From the first line of the records down to the one that holds "pub struct CandidatesQuery", transcribe each line exactly and add nothing.

** Opening DATA PROVIDED block **

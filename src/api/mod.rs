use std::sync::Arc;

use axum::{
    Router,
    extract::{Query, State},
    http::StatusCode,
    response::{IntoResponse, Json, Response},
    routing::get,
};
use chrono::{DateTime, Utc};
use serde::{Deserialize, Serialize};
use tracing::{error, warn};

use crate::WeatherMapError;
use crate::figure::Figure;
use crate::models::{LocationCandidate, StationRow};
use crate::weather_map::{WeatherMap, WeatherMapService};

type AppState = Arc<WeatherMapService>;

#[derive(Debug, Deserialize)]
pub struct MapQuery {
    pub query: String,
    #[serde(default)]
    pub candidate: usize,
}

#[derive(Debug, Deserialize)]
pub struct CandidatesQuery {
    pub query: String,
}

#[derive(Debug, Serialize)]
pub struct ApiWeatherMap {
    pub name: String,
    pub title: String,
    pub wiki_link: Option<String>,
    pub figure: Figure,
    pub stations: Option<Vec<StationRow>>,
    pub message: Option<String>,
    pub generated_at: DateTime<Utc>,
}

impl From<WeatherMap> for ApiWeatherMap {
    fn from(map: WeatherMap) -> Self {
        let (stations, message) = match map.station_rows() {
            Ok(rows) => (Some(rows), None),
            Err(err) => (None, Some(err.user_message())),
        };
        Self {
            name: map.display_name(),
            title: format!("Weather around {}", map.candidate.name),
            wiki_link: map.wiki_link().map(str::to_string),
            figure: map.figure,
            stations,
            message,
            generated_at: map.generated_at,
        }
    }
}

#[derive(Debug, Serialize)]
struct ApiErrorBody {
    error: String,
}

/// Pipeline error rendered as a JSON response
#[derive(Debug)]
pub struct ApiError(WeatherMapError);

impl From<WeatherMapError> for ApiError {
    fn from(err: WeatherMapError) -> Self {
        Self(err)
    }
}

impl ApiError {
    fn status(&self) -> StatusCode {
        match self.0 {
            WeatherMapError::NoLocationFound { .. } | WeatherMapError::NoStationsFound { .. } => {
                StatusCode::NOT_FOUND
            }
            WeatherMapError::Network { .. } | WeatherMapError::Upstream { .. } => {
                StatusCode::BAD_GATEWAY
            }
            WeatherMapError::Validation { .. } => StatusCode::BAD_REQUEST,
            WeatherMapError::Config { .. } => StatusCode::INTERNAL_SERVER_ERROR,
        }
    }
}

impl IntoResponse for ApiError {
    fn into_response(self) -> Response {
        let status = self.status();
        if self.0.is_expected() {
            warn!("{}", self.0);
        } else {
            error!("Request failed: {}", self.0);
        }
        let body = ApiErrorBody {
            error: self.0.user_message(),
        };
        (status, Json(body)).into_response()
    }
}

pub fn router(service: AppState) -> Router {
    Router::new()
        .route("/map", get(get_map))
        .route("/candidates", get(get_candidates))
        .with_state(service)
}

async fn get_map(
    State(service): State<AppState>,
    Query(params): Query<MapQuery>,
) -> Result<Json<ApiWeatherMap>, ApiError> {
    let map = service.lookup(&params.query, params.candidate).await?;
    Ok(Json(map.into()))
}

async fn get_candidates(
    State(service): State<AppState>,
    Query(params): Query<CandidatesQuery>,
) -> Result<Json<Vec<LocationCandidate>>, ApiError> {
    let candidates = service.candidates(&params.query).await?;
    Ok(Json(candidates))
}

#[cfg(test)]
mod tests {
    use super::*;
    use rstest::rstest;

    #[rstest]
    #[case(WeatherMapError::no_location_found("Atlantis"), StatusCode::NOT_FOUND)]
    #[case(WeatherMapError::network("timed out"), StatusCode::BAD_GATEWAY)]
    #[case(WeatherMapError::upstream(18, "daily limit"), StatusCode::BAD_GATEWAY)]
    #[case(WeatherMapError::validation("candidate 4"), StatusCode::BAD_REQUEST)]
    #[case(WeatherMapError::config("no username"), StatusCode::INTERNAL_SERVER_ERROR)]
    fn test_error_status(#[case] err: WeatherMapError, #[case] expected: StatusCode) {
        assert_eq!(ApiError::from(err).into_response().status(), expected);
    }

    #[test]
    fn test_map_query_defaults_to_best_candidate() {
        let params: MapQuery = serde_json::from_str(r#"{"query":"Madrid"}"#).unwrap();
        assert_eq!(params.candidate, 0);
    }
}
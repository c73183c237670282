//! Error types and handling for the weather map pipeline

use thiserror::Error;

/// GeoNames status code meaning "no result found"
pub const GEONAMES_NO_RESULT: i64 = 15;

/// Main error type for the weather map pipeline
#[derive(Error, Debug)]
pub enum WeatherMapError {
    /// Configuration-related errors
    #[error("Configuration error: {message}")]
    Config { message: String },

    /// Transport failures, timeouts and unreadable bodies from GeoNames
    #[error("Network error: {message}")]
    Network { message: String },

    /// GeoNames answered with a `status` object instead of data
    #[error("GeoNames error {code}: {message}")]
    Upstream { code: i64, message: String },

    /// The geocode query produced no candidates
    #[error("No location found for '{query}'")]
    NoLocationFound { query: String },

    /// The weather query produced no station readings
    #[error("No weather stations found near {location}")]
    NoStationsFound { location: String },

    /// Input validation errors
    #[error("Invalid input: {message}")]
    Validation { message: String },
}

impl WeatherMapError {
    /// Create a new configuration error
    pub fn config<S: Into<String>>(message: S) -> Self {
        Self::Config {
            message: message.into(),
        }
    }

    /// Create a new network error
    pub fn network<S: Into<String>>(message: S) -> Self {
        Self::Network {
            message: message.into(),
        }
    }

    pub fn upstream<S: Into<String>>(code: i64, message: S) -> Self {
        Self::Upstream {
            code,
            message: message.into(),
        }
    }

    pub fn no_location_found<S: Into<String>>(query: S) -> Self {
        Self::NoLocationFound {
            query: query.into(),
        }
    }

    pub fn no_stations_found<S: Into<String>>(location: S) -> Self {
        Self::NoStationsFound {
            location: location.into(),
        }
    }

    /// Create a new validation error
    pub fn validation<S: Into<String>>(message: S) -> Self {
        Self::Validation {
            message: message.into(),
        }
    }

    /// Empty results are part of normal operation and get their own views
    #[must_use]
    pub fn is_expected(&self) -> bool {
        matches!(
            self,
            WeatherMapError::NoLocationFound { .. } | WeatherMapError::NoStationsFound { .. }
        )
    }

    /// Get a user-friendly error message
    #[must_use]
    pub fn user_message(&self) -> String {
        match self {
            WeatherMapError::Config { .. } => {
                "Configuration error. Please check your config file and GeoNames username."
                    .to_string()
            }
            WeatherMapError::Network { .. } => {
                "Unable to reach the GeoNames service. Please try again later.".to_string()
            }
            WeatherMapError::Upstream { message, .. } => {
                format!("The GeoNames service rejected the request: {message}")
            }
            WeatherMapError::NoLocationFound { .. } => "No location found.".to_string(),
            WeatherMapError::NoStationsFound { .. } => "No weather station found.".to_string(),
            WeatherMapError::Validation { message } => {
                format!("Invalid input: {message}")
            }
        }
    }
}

** Closing DATA PROVIDED block **

* [WRITTEN SOLUTION]:
filename src/api/mod.rs
use std::sync::Arc;

use axum::{
    Router,
    extract::{Query, State},
    http::StatusCode,
    response::{IntoResponse, Json, Response},
    routing::get,
};
use chrono::{DateTime, Utc};
use serde::{Deserialize, Serialize};
use tracing::{error, warn};

use crate::WeatherMapError;
use crate::figure::Figure;
use crate::models::{LocationCandidate, StationRow};
use crate::weather_map::{WeatherMap, WeatherMapService};

type AppState = Arc<WeatherMapService>;

#[derive(Debug, Deserialize)]
pub struct MapQuery {
    pub query: String,
    #[serde(default)]
    pub candidate: usize,
}

#[derive(Debug, Deserialize)]
pub struct CandidatesQuery {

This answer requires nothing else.